# Problem description
When a line below contains the string "attachables", show that line.

# Saved entries

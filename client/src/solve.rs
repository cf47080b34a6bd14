/* -------------------------------------------------------------------------- *\
 *        Apache 2.0 License Copyright © 2023-2025 The Kubuild Authors        *
 *                                                                            *
 *         +-------------------------------------------------------+          *
 *         | ██╗  ██╗██╗   ██╗██████╗ ██╗   ██╗██╗██╗     ██████╗  |          *
 *         | ██║ ██╔╝██║   ██║██╔══██╗██║   ██║██║██║     ██╔══██╗ |          *
 *         | █████╔╝ ██║   ██║██████╔╝██║   ██║██║██║     ██║  ██║ |          *
 *         | ██╔═██╗ ██║   ██║██╔══██╗██║   ██║██║██║     ██║  ██║ |          *
 *         | ██║  ██╗╚██████╔╝██████╔╝╚██████╔╝██║███████╗██████╔╝ |          *
 *         | ╚═╝  ╚═╝ ╚═════╝ ╚═════╝  ╚═════╝ ╚═╝╚══════╝╚═════╝  |          *
 *         +-------------------------------------------------------+          *
 *                                                                            *
 *                   In-Cluster Image Builds for Kubernetes                   *
 *                                                                            *
 * -------------------------------------------------------------------------- *
 *                                                                            *
 *   Licensed under the Apache License, Version 2.0 (the "License");          *
 *   you may not use this file except in compliance with the License.         *
 *   You may obtain a copy of the License at                                  *
 *                                                                            *
 *       http://www.apache.org/licenses/LICENSE-2.0                           *
 *                                                                            *
 *   Unless required by applicable law or agreed to in writing, software      *
 *   distributed under the License is distributed on an "AS IS" BASIS,        *
 *   WITHOUT WARRANTIES OR CONDITIONS OF ANY KIND, either express or implied. *
 *   See the License for the specific language governing permissions and      *
 *   limitations under the License.                                           *
 *                                                                            *
\* -------------------------------------------------------------------------- */

//! Drives one solve against a builder endpoint: runs the session serving
//! the caller's attachables, submits the solve request, and streams
//! status back to the caller until the build finishes.

use crate::client::{BuildKitClient, ClientError};
use crate::session::filesend::{ExportSink, FileSendSink};
use crate::session::filesync::LocalDirSource;
use crate::session::{Attachable, Session};
use kubuild_proto::control::{
    CacheOptions, CacheOptionsEntry, SolveRequest, StatusRequest,
    StatusResponse,
};
use std::collections::HashMap;
use std::path::PathBuf;
use std::sync::Arc;
use tokio::sync::mpsc;
use tracing::debug;
use uuid::Uuid;

/// A cache import or export descriptor, passed through to the daemon.
#[derive(Debug, Clone, Default)]
pub struct CacheEntry {
    pub kind: String,
    pub attrs: HashMap<String, String>,
}

/// One requested build output.
pub struct ExportEntry {
    pub kind: String,
    pub attrs: HashMap<String, String>,
    /// Local writer receiving the payload for client-side outputs (oci,
    /// docker, tar).
    pub output: Option<ExportSink>,
}

impl std::fmt::Debug for ExportEntry {
    fn fmt(&self, f: &mut std::fmt::Formatter<'_>) -> std::fmt::Result {
        f.debug_struct("ExportEntry")
            .field("kind", &self.kind)
            .field("attrs", &self.attrs)
            .field("output", &self.output.is_some())
            .finish()
    }
}

/// Everything needed to run one solve.
#[derive(Default)]
pub struct SolveOpt {
    pub frontend: String,
    pub frontend_attrs: HashMap<String, String>,
    pub local_dirs: HashMap<String, PathBuf>,
    pub exports: Vec<ExportEntry>,
    pub cache_exports: Vec<CacheEntry>,
    pub cache_imports: Vec<CacheEntry>,
    pub entitlements: Vec<String>,
    pub session: Vec<Arc<dyn Attachable>>,
}

impl std::fmt::Debug for SolveOpt {
    fn fmt(&self, f: &mut std::fmt::Formatter<'_>) -> std::fmt::Result {
        f.debug_struct("SolveOpt")
            .field("frontend", &self.frontend)
            .field("frontend_attrs", &self.frontend_attrs)
            .field("local_dirs", &self.local_dirs)
            .field("exports", &self.exports)
            .field("attachables", &self.session.len())
            .finish()
    }
}

/// The daemon's exporter response for a finished solve.
#[derive(Debug, Clone, Default)]
pub struct SolveResult {
    pub exporter_response: HashMap<String, String>,
}

impl SolveResult {
    pub fn image_digest(&self) -> Option<&str> {
        self.exporter_response
            .get("containerimage.digest")
            .map(String::as_str)
    }
}

impl BuildKitClient {
    /// Run one solve. Status events are forwarded to `statuses` in daemon
    /// order; the channel is dropped when the stream ends.
    pub async fn solve(
        &self,
        mut opt: SolveOpt,
        statuses: mpsc::Sender<StatusResponse>,
    ) -> Result<SolveResult, ClientError> {
        let mut session = Session::new("kubuild");

        if !opt.local_dirs.is_empty() {
            session.allow(Arc::new(LocalDirSource::new(
                opt.local_dirs.clone(),
            )));
        }
        let mut exporter = String::new();
        let mut exporter_attrs = HashMap::new();
        if let Some(export) = opt.exports.first_mut() {
            exporter = export.kind.clone();
            exporter_attrs = export.attrs.clone();
            if let Some(output) = export.output.take() {
                session.allow(Arc::new(FileSendSink::new(output)));
            }
        }
        for attachable in &opt.session {
            session.allow(Arc::clone(attachable));
        }

        let session_id = session.id().to_string();
        let handle = session.run(self).await?;

        let reference = Uuid::new_v4().simple().to_string();
        debug!(reference = %reference, session = %session_id, "starting solve");

        let request = SolveRequest {
            r#ref: reference.clone(),
            exporter,
            exporter_attrs,
            session: session_id,
            frontend: opt.frontend.clone(),
            frontend_attrs: opt.frontend_attrs.clone(),
            cache: Some(CacheOptions {
                exports: opt
                    .cache_exports
                    .iter()
                    .map(to_cache_entry)
                    .collect(),
                imports: opt
                    .cache_imports
                    .iter()
                    .map(to_cache_entry)
                    .collect(),
            }),
            entitlements: opt.entitlements.clone(),
        };

        let mut solve_control = self.control();
        let solve_task = async move {
            solve_control
                .solve(request)
                .await
                .map(|resp| resp.into_inner())
        };

        let mut status_control = self.control();
        let status_task = async move {
            let mut stream = status_control
                .status(StatusRequest { r#ref: reference })
                .await?
                .into_inner();
            while let Some(status) = stream.message().await? {
                if statuses.send(status).await.is_err() {
                    // Status consumer went away; keep draining so the
                    // solve is not held up by backpressure.
                    break;
                }
            }
            Ok::<_, tonic::Status>(())
        };

        let (solve_res, status_res) =
            tokio::join!(solve_task, status_task);
        handle.close();

        let resp = solve_res?;
        status_res?;

        Ok(SolveResult { exporter_response: resp.exporter_response })
    }
}

fn to_cache_entry(entry: &CacheEntry) -> CacheOptionsEntry {
    CacheOptionsEntry {
        r#type: entry.kind.clone(),
        attrs: entry.attrs.clone(),
    }
}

# Output of the exercise
//! the caller's attachables, submits the solve request, and streams
            .field("attachables", &self.session.len())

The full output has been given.